Rationale for a Walkout

The idea behind a school walkout was to force a school district to address concerns and issues by reducing the revenue stream from the state which was derived from the average daily attendance figures. Basically, the more students that were out of classes, the less money the school district would receive. An attack on the financial health of an institution goes way back to the 1800s when tenants in Ireland took issue with the payment of rents due to absentee landlords. A collection agent by the name of Captain Charles Boycott, was the focus of their ire and thus the name. [5]

Stepping Up for Mr. Josue “George” Garza

In Uvalde, the initial issue had to do with the contract non-renewal of a popular Mexican American teacher by the name of Josue “George” Garza. [6] As the walkout became better organized, a list of 14 demands was presented to the school board. These demands included a call for more Mexican American teachers and courses in Chicano history. The all-Anglo school board refused to discuss the demands until all the students returned to school. The students, led by seniors Oscar Castro and Elvia Perez, (The rumor was that Elvia was going to be the valedictorian) held their ground and in a meeting before the school board on April 17th, 1970, told the trustees no – the walkout will continue!

The Walkout Grows

The walkout grew in size from 250 students the first day to almost 500 by the end of the first week. [7] At the middle school, which had two large buildings on Getty Street, one for the 7th graders and one for the 8th graders, so many 7th graders had joined the walkout that the school administration decided to shut the building down and move the remaining 7th graders over to the 8th grade building. [8]

In an attempt to frame the walkout, the school district used the local and regional media to portray it as an attempt by disenfranchised adults to use the students for political gain. Specifically, ridicule was employed to demoralize and humiliate the students. Letters to editor and statements from the school district in English tried to paint a portrait of how the only ones being hurt by the walkout were the students. [9] One letter to the editor in the local newspaper, the Uvalde Leader News, stated how the whole world was laughing at the Mexican American community.

The local Ministerial Alliance was called in to let the community at large know that the churches in Uvalde were not in support of this “radical act” of civil disobedience. A large announcement and public meeting were used during the first week to tamp down any growing support for the walkout. But the number of students who participated in the walkout continued to grow as parents discussed among themselves the merits of the 14 demands and reflected on their own educational experiences in the Uvalde public schools over the years.

Many parents recalled that it was not until the 1950s that larger numbers of Mexican Americans were finally graduating from Uvalde High School. Others remembered that there were no Mexican American cheerleaders until the early 1960s and that up until the late 1960s there were few Mexican American teachers at the high school. [10]

Organizing the Walkout

Jose Uriegas, an Uvalde native and former Uvalde City Council member, proved instrumental in gathering the resources to fund the walkout. As the director of the Minority Mobilization Project (Volunteers in Service to America) for the State of Texas, he brought in community organizers to start a “Freedom School” so students could attend informal classes during the walkout.
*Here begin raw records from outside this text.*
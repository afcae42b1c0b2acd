//! Tracing setup: console output plus an append-only log file.
//!
//! `RUST_LOG` takes precedence over the configured level:
//! ```bash
//! RUST_LOG=autosorter=debug autosorter watch
//! ```

use crate::config::LoggingSection;
use crate::error::Result;
use std::fs;
use std::path::PathBuf;
use tracing_appender::non_blocking::WorkerGuard;
use tracing_subscriber::layer::SubscriberExt;
use tracing_subscriber::util::SubscriberInitExt;
use tracing_subscriber::{EnvFilter, fmt};

/// Keeps the background log writer alive. Dropping it flushes the file.
#[must_use = "dropping the guard stops file logging"]
pub struct LoggingGuard {
    _file: WorkerGuard,
    pub log_file: PathBuf,
}

/// Install the global subscriber.
///
/// `verbose` forces `debug` unless `RUST_LOG` is set. Installing twice is
/// harmless; the first subscriber stays in place.
///
/// # Errors
///
/// Fails if the log directory cannot be created.
pub fn init(settings: &LoggingSection, verbose: bool) -> Result<LoggingGuard> {
    let directory = crate::config::expand_tilde(&settings.directory);
    fs::create_dir_all(&directory)?;

    let level = if verbose { "debug" } else { settings.level.as_str() };
    let filter = EnvFilter::try_from_default_env()
        .or_else(|_| EnvFilter::try_new(level))
        .unwrap_or_else(|_| EnvFilter::new("info"));

    let file_appender = tracing_appender::rolling::never(&directory, &settings.file_name);
    let (file_writer, guard) = tracing_appender::non_blocking(file_appender);

    let _ = tracing_subscriber::registry()
        .with(filter)
        .with(fmt::layer().with_target(false).with_writer(std::io::stderr))
        .with(
            fmt::layer()
                .with_target(false)
                .with_ansi(false)
                .with_writer(file_writer),
        )
        .try_init();

    Ok(LoggingGuard {
        _file: guard,
        log_file: directory.join(&settings.file_name),
    })
}
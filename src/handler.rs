//! Per-file routing pipeline driven by filesystem events.
//!
//! Every relevant event is handled synchronously, one path at a time:
//! managed-path check, debounce, filters, stability wait, size/age limits,
//! classification, destination resolution and finally the move. The only
//! state kept between events is the debounce map and the stats store.

use crate::classifier::Classifier;
use crate::config::{SorterConfig, expand_tilde};
use crate::destination::DestinationResolver;
use crate::error::Result;
use crate::filters::{CompiledFilters, FilterVerdict};
use crate::mover::{MoveOutcome, MovePlan, MovedFile, SafeMover};
use crate::output::OutputFormatter;
use crate::stability::{Snapshot, StabilityChecker, StabilityOutcome};
use crate::stats::{SortStats, StatsStore};
use indicatif::ProgressBar;
use notify::event::{CreateKind, ModifyKind, RenameMode};
use notify::{Event, EventKind};
use std::collections::{BTreeMap, HashMap};
use std::fs;
use std::path::{Path, PathBuf};
use std::sync::Arc;
use std::sync::atomic::AtomicBool;
use std::time::{Duration, Instant, SystemTime};
use tracing::{debug, error, info, warn};

/// Debounce entries are pruned once the map grows past this size.
const DEBOUNCE_PRUNE_THRESHOLD: usize = 256;

/// Why a file was left where it is.
#[derive(Debug, Clone, Copy, PartialEq, Eq, Hash)]
pub enum SkipReason {
    /// Inside a destination, log or stats directory.
    InsideDestination,
    NotAFile,
    Debounced,
    Incomplete,
    Filtered,
    Vanished,
    Unstable,
    TooSmall,
    TooYoung,
    UnknownType,
    Duplicate,
    /// Shutdown was requested while waiting for the file to settle.
    Interrupted,
}

impl SkipReason {
    pub fn as_str(&self) -> &'static str {
        match self {
            SkipReason::InsideDestination => "inside_destination",
            SkipReason::NotAFile => "not_a_file",
            SkipReason::Debounced => "debounced",
            SkipReason::Incomplete => "incomplete",
            SkipReason::Filtered => "filtered",
            SkipReason::Vanished => "vanished",
            SkipReason::Unstable => "unstable",
            SkipReason::TooSmall => "too_small",
            SkipReason::TooYoung => "too_young",
            SkipReason::UnknownType => "unknown_type",
            SkipReason::Duplicate => "duplicate",
            SkipReason::Interrupted => "interrupted",
        }
    }

    /// Event noise that is neither logged above debug nor counted.
    pub fn is_noise(&self) -> bool {
        matches!(
            self,
            SkipReason::InsideDestination
                | SkipReason::NotAFile
                | SkipReason::Debounced
                | SkipReason::Interrupted
        )
    }
}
Sites were established throughout the community and the word went out that volunteer teachers were desperately needed in Uvalde, Texas.
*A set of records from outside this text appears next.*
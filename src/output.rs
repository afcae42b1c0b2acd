//! Terminal output for the CLI commands.
//!
//! Long-running watch output goes through `tracing`; this module covers the
//! one-shot commands: scan summaries, classification previews and stats.

use crate::handler::{Disposition, SkipReason};
use crate::stats::SortStats;
use colored::*;
use indicatif::{ProgressBar, ProgressStyle};
use std::collections::BTreeMap;

/// Consistent styling for CLI output.
pub struct OutputFormatter;

impl OutputFormatter {
    /// Prints a success message in green with a checkmark.
    ///
    /// ```no_run
    /// use autosorter::output::OutputFormatter;
    /// OutputFormatter::success("Default configuration written");
    /// ```
    pub fn success(message: &str) {
        println!("{} {}", "✓".green(), message);
    }

    /// Prints an error message in red with an X mark, to stderr.
    pub fn error(message: &str) {
        eprintln!("{} {}", "✗".red(), message);
    }

    pub fn warning(message: &str) {
        println!("{} {}", "⚠".yellow(), message);
    }

    pub fn info(message: &str) {
        println!("{}", message.cyan());
    }

    pub fn plain(message: &str) {
        println!("{}", message);
    }

    pub fn header(header: &str) {
        println!("\n{}", header.bold());
    }

    /// Progress bar for a directory scan of `total` files.
    pub fn create_progress_bar(total: u64) -> ProgressBar {
        let pb = ProgressBar::new(total);
        let style = ProgressStyle::default_bar()
            .template("{spinner:.cyan} [{bar:40.cyan/blue}] {pos}/{len} {msg}")
            .unwrap_or_else(|_| ProgressStyle::default_bar())
            .progress_chars("█▓░");
        pb.set_style(style);
        pb
    }

    /// Prints one line describing what happened to a file.
    pub fn disposition(disposition: &Disposition) {
        let name = disposition.path().display();
        match disposition {
            Disposition::Moved { category, moved } => Self::success(&format!(
                "{} -> {} [{}]",
                name,
                moved.destination.display(),
                category
            )),
            Disposition::WouldMove {
                category,
                destination,
                ..
            } => Self::dry_run_notice(&format!(
                "{} -> {} [{}]",
                name,
                destination.display(),
                category
            )),
            Disposition::Skipped { reason, .. } => {
                Self::warning(&format!("{}: {}", name, describe_skip(*reason)))
            }
            Disposition::Failed { error, .. } => Self::error(&format!("{}: {}", name, error)),
        }
    }

    /// Prints a table of routed files per category.
    ///
    /// ```no_run
    /// use autosorter::output::OutputFormatter;
    /// use std::collections::BTreeMap;
    ///
    /// let mut counts = BTreeMap::new();
    /// counts.insert("Documents".to_string(), 15);
    /// counts.insert("Pictures".to_string(), 8);
    /// OutputFormatter::summary_table(&counts, 23);
    /// ```
    pub fn summary_table(category_counts: &BTreeMap<String, usize>, total_files: usize) {
        Self::header("SUMMARY");

        let width = category_counts
            .keys()
            .map(|name| name.len())
            .max()
            .unwrap_or(0)
            .max(8);

        println!(
            "{:<width$} | {}",
            "Category".bold(),
            "Files".bold(),
            width = width
        );
        println!("{}", "-".repeat(width + 10));

        for (category, count) in category_counts {
            println!(
                "{:<width$} | {} {}",
                category,
                count.to_string().green(),
                plural(*count as u64, "file"),
                width = width
            );
        }

        println!("{}", "-".repeat(width + 10));
        println!(
            "{:<width$} | {} {}",
            "Total".bold(),
            total_files.to_string().green().bold(),
            plural(total_files as u64, "file"),
            width = width
        );
    }

    /// Prints the persisted counters.
    pub fn stats_table(stats: &SortStats) {
        Self::header("STATISTICS");

        println!("{:<16} {}", "Files moved", stats.files_moved.to_string().green());
        println!("{:<16} {}", "Data moved", format_bytes(stats.bytes_moved));
        println!("{:<16} {}", "Skipped", stats.skipped.to_string().yellow());
        println!("{:<16} {}", "Failed", stats.failed.to_string().red());

        if let Some(started) = stats.first_started {
            println!("{:<16} {}", "Sorting since", started.format("%Y-%m-%d %H:%M"));
        }
        if let Some(last) = stats.last_moved {
            println!("{:<16} {}", "Last move", last.format("%Y-%m-%d %H:%M"));
        }

        if !stats.by_category.is_empty() {
            Self::header("By category");
            for (category, count) in &stats.by_category {
                println!("  {:<14} {}", category, count);
            }
        }

        if !stats.skipped_by_reason.is_empty() {
            Self::header("Skipped by reason");
            for (reason, count) in &stats.skipped_by_reason {
                println!("  {:<14} {}", reason, count);
            }
        }
    }

    pub fn dry_run_notice(message: &str) {
        println!("{}", format!("[DRY RUN] {}", message).yellow());
    }
}

fn describe_skip(reason: SkipReason) -> &'static str {
    match reason {
        SkipReason::InsideDestination => "inside a destination folder",
        SkipReason::NotAFile => "not a regular file",
        SkipReason::Debounced => "handled moments ago",
        SkipReason::Incomplete => "download still in progress",
        SkipReason::Filtered => "excluded by filters",
        SkipReason::Vanished => "disappeared",
        SkipReason::Unstable => "still being written",
        SkipReason::TooSmall => "below minimum size",
        SkipReason::TooYoung => "below minimum age",
        SkipReason::UnknownType => "unknown file type",
        SkipReason::Duplicate => "already exists at destination",
        SkipReason::Interrupted => "interrupted by shutdown",
    }
}

fn plural(count: u64, word: &str) -> String {
    if count == 1 {
        word.to_string()
    } else {
        format!("{}s", word)
    }
}

/// Human-readable byte count, binary units.
pub fn format_bytes(bytes: u64) -> String {
    const UNITS: [&str; 5] = ["B", "KB", "MB", "GB", "TB"];
    let mut value = bytes as f64;
    let mut unit = 0;
    while value >= 1024.0 && unit < UNITS.len() - 1 {
        value /= 1024.0;
        unit += 1;
    }
    if unit == 0 {
        format!("{} B", bytes)
    } else {
        format!("{:.2} {}", value, UNITS[unit])
    }
}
Jose Uriegas, students from The University of Texas at Austin, St. Edwards University, and other institutions of higher education made the trek to Uvalde to teach these classes. [11]
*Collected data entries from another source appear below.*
//! Filename and content based language classification.
//!
//! The fast path is a fixed extension table. Files without a
//! classifying extension fall back to shebang inference, capped at
//! 64 KiB: anything larger and extensionless is data, not a script.

use std::fmt;

use bstr::ByteSlice;

/// The closed whitelist of languages worth tokenizing for string
/// literal patching: places where store paths show up in scripts and
/// configuration.
#[derive(Debug, Clone, Copy, PartialEq, Eq, Hash)]
pub enum Language {
    Sh,
    Zsh,
    Python,
    Perl,
    Ruby,
    Lua,
    Tcl,
    Javascript,
    Json,
    Conf,
    Desktop,
    Properties,
    Ini,
    Makefile,
    M4,
    Xml,
    Awk,
}

impl fmt::Display for Language {
    fn fmt(&self, f: &mut fmt::Formatter<'_>) -> fmt::Result {
        let name = match self {
            Language::Sh => "sh",
            Language::Zsh => "zsh",
            Language::Python => "python",
            Language::Perl => "perl",
            Language::Ruby => "ruby",
            Language::Lua => "lua",
            Language::Tcl => "tcl",
            Language::Javascript => "javascript",
            Language::Json => "json",
            Language::Conf => "conf",
            Language::Desktop => "desktop",
            Language::Properties => "properties",
            Language::Ini => "ini",
            Language::Makefile => "makefile",
            Language::M4 => "m4",
            Language::Xml => "xml",
            Language::Awk => "awk",
        };
        f.write_str(name)
    }
}

/// Upper bound for content-based classification. Scripts that need
/// patching are small; large extensionless files are data or binaries.
pub const MAX_CLASSIFY_SIZE: usize = 64 * 1024;

/// Extensions that never need patching: documentation, images,
/// archives, fonts and build artifacts. Only the mapping table applies.
const SKIP_EXTENSIONS: &[&str] = &[
    "html", "htm", "xhtml", "css", "svg", // documentation
    "png", "jpg", "jpeg", "gif", "ico", "webp", "bmp", // images
    "xz", "gz", "bz2", "zst", "zip", "tar", "7z", // archives
    "ttf", "otf", "woff", "woff2", "eot", // fonts
    "pdf", "ps", "dvi", "info", "texi", "texinfo", // other docs
    "haddock", "hi", "o", "a", "so", "dylib", // build artifacts
];

/// Case-folded extension, with a leading dot not counting as one
/// (`.bashrc` has no extension).
fn extension(name: &[u8]) -> Option<String> {
    let dot = name.rfind_byte(b'.')?;
    if dot == 0 {
        return None;
    }
    String::from_utf8(name[dot + 1..].to_ascii_lowercase()).ok()
}

pub fn is_skip_extension(name: &[u8]) -> bool {
    extension(name).is_some_and(|ext| SKIP_EXTENSIONS.contains(&ext.as_str()))
}

pub fn by_extension(name: &[u8]) -> Option<Language> {
    let ext = extension(name)?;
    Some(match ext.as_str() {
        "sh" | "bash" => Language::Sh,
        "zsh" => Language::Zsh,
        "py" | "pyw" => Language::Python,
        "pl" | "pm" => Language::Perl,
        "rb" => Language::Ruby,
        "lua" => Language::Lua,
        "tcl" => Language::Tcl,
        "js" | "mjs" => Language::Javascript,
        "json" => Language::Json,
        "conf" | "cfg" => Language::Conf,
        "desktop" => Language::Desktop,
        "properties" => Language::Properties,
        "ini" => Language::Ini,
        "mk" => Language::Makefile,
        "m4" => Language::M4,
        "xml" => Language::Xml,
        "awk" => Language::Awk,
        _ => return None,
    })
}

pub fn has_shebang(content: &[u8]) -> bool {
    content.starts_with(b"#!")
}

/// Infer the language from a `#!` line. The interpreter is the last
/// path component, which also strips any `/nix/store/<hash>-<name>`
/// prefix; an `env` indirection is followed one word further.
pub fn from_shebang(content: &[u8]) -> Option<Language> {
    if !has_shebang(content) || content.len() > MAX_CLASSIFY_SIZE {
        return None;
    }
    let line = &content[2..content.find_byte(b'\n').unwrap_or(content.len())];
    let line = std::str::from_utf8(line).ok()?;

    let mut words = line.split_ascii_whitespace();
    let mut interpreter = words.next()?.rsplit('/').next()?;
    if interpreter == "env" {
        interpreter = words.next()?.rsplit('/').next()?;
    }
    interpreter_language(interpreter)
}

fn interpreter_language(name: &str) -> Option<Language> {
    // Versioned interpreters (python3, perl5.36, lua5.4) alias to the
    // unversioned language.
    if name.starts_with("python") {
        return Some(Language::Python);
    }
    if name.starts_with("perl") {
        return Some(Language::Perl);
    }
    if name.starts_with("lua") {
        return Some(Language::Lua);
    }
    if name.starts_with("ruby") {
        return Some(Language::Ruby);
    }
    match name {
        "sh" | "bash" | "dash" | "ash" | "ksh" => Some(Language::Sh),
        "zsh" => Some(Language::Zsh),
        "tclsh" | "wish" => Some(Language::Tcl),
        "node" | "nodejs" => Some(Language::Javascript),
        "awk" | "gawk" | "mawk" | "nawk" => Some(Language::Awk),
        _ => None,
    }
}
Uriegas also helped Maria Garcia organize a community kitchen to feed the students during the walkout. Food donations poured in from around the state. Political activist Ben Reyes from Houston, Texas, personally brought vehicles filled with food. Aurelio Montemayor, one of the community organizers who came up from the Rio Grande Valley, helped the students counter the local media coverage by organizing a newsletter called the Chicano Times.

Several walkout students accepted the challenge of producing the publication and took on roles as editor, copy editors, writers and translators. Montemayor also helped organize a teatro to put on plays during the many walkout meetings and rallies that were held in the old parish hall. The teatro members would pick themes and use dramatic interpretations and music to communicate their own views of the events that were unfolding in Uvalde.

Every day, about an hour before the public schools dismissed students for the day, hundreds of boycotting students would be transported by Mr. Jesus Morales’ field trucks to a different school to conduct picket line duty. As students marched up and down and around different schools, a sense of public solidarity re-enforced the student’s determination to make the walkout a success. But the marches and picket lines caused great consternation among those in the Anglo community. Many felt embarrassed and mad at how the Mexican American community had “failed to understand” their place in the community and were now getting out of control.

The Arrival of the Texas Rangers

Leading a contingent of about twenty-five (25) Texas Rangers was the infamous Captain Alfred Y. Allee, the head of Company “D” based in Carrizo Springs, Texas. A Texas Ranger since 1933, this was the same Captain Allee who had helped to crush the United Farm Workers melon strike down in the Rio Grande Valley at La Casita Farms in 1967. [12] And it was the same Captain Allee who appeared before the United States Civil Rights Commission in San Antonio in 1968 to answer questions from Commissioners about the beatings he personally administered during an incident in the Valley. [13]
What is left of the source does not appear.